● Brief
Could you copy each line of the entries that contains "Some"?

● Data supplied
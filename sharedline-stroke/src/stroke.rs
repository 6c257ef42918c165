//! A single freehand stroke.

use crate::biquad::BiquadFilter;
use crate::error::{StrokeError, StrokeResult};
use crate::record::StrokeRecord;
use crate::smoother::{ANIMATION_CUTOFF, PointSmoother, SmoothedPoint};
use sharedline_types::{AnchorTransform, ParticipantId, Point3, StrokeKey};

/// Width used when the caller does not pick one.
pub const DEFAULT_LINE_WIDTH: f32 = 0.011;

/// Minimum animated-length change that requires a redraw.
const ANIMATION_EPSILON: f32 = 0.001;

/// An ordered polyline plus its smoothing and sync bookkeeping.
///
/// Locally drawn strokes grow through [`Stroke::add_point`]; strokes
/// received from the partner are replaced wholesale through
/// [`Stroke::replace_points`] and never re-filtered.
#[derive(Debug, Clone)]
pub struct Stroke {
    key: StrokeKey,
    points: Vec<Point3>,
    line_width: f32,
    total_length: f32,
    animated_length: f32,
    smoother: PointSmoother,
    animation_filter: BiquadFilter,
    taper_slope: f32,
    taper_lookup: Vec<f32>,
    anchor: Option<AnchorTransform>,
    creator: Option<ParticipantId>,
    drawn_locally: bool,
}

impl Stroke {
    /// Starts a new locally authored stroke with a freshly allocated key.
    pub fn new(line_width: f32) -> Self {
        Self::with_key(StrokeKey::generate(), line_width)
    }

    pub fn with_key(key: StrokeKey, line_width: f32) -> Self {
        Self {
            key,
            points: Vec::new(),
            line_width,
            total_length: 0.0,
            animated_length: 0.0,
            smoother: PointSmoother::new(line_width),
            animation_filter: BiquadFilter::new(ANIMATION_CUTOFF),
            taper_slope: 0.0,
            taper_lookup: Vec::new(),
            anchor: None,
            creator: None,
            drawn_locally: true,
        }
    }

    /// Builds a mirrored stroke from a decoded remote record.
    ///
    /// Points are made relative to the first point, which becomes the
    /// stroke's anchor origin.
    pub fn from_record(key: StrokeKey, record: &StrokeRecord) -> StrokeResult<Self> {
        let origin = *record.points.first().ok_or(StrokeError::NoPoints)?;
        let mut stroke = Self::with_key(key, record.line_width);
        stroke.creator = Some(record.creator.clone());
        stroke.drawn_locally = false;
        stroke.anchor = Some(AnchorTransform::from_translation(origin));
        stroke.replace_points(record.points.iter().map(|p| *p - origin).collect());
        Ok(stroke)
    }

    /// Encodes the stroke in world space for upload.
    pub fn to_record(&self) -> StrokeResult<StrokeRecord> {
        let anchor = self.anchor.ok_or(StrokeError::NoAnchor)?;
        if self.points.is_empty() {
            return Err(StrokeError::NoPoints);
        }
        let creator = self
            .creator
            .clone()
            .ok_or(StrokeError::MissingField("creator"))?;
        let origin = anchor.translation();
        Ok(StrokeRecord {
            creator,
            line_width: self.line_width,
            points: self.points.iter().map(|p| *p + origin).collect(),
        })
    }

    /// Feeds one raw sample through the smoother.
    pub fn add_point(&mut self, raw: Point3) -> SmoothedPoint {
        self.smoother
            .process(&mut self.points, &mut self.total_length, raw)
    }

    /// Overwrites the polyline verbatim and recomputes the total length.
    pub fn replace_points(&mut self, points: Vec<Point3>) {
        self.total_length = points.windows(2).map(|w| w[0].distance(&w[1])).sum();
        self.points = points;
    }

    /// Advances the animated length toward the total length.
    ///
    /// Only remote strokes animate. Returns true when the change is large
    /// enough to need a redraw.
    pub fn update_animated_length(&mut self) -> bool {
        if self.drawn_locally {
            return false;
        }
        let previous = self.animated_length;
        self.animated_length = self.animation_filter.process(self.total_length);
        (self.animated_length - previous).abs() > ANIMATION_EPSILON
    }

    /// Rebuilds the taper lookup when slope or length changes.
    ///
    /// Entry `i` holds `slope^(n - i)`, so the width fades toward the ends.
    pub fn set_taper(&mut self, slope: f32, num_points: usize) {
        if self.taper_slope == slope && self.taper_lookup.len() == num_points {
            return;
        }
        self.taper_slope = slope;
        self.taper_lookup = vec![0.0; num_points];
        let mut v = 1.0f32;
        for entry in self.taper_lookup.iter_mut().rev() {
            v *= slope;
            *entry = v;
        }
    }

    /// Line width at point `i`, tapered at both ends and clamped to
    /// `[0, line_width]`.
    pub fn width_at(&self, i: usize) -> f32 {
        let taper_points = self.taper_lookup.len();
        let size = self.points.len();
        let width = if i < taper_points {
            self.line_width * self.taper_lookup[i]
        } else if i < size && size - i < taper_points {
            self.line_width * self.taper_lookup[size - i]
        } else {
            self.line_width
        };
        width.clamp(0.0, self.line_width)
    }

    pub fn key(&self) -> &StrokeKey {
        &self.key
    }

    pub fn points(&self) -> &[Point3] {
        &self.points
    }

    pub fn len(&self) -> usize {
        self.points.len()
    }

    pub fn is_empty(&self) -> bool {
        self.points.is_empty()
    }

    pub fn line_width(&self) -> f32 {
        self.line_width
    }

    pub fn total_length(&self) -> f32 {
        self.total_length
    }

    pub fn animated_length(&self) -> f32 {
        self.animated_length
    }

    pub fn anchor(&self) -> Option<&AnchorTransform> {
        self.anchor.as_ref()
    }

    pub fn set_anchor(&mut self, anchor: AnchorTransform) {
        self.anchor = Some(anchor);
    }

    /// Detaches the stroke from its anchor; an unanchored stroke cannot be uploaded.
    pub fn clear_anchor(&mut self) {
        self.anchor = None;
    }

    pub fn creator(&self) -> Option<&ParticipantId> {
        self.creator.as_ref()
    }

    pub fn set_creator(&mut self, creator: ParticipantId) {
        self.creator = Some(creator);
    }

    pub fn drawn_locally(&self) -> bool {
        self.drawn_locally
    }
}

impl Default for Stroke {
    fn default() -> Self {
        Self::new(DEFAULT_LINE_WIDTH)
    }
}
--
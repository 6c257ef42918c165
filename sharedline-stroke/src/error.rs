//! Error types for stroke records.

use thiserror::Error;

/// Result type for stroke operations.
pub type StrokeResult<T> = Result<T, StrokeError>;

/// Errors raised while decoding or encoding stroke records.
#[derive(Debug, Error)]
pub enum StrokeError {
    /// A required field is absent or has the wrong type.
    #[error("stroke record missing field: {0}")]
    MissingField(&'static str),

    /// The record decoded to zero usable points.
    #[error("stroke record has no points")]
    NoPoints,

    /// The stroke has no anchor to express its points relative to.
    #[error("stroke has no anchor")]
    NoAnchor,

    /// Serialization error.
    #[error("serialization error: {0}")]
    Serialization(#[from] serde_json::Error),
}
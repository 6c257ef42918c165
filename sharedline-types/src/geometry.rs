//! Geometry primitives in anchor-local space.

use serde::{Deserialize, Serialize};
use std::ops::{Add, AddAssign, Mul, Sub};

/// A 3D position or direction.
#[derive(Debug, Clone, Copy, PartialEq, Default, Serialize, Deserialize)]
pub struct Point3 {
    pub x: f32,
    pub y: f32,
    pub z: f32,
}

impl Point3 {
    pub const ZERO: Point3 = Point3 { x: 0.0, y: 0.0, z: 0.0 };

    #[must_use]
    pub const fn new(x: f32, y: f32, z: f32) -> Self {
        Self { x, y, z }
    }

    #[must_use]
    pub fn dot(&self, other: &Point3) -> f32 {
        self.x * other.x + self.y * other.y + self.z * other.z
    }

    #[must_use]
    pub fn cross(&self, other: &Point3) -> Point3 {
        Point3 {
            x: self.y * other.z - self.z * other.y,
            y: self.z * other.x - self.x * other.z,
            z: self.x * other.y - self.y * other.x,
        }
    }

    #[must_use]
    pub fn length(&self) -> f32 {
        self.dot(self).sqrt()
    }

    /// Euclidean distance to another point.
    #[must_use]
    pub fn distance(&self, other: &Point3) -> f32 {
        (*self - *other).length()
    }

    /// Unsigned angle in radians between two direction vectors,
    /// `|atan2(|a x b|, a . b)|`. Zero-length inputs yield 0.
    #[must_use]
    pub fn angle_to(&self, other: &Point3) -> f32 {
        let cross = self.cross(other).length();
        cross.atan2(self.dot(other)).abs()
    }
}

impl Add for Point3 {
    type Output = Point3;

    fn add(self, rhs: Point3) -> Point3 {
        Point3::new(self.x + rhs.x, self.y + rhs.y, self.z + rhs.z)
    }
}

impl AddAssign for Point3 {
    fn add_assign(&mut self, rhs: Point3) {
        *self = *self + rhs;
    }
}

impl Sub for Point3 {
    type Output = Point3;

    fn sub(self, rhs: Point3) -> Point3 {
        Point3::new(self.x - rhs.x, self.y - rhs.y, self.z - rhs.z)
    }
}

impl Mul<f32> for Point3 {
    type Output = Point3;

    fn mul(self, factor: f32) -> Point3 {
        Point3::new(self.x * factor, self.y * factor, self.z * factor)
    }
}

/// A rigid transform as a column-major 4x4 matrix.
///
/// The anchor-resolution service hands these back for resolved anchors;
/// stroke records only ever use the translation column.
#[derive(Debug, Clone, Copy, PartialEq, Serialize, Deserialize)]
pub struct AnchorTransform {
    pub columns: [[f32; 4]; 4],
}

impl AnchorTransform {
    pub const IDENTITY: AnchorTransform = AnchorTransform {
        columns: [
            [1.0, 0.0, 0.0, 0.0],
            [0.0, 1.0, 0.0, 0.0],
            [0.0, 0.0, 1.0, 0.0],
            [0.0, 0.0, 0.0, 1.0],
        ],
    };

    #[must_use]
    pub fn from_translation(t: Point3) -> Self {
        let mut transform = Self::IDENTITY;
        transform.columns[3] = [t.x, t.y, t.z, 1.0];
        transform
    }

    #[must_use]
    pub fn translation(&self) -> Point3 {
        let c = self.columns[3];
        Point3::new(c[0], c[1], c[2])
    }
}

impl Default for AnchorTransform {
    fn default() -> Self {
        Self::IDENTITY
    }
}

● Answer below
        stroke.creator = Some(record.creator.clone());
        stroke.anchor = Some(AnchorTransform::from_translation(origin));
        self.anchor = Some(anchor);
        self.creator = Some(creator);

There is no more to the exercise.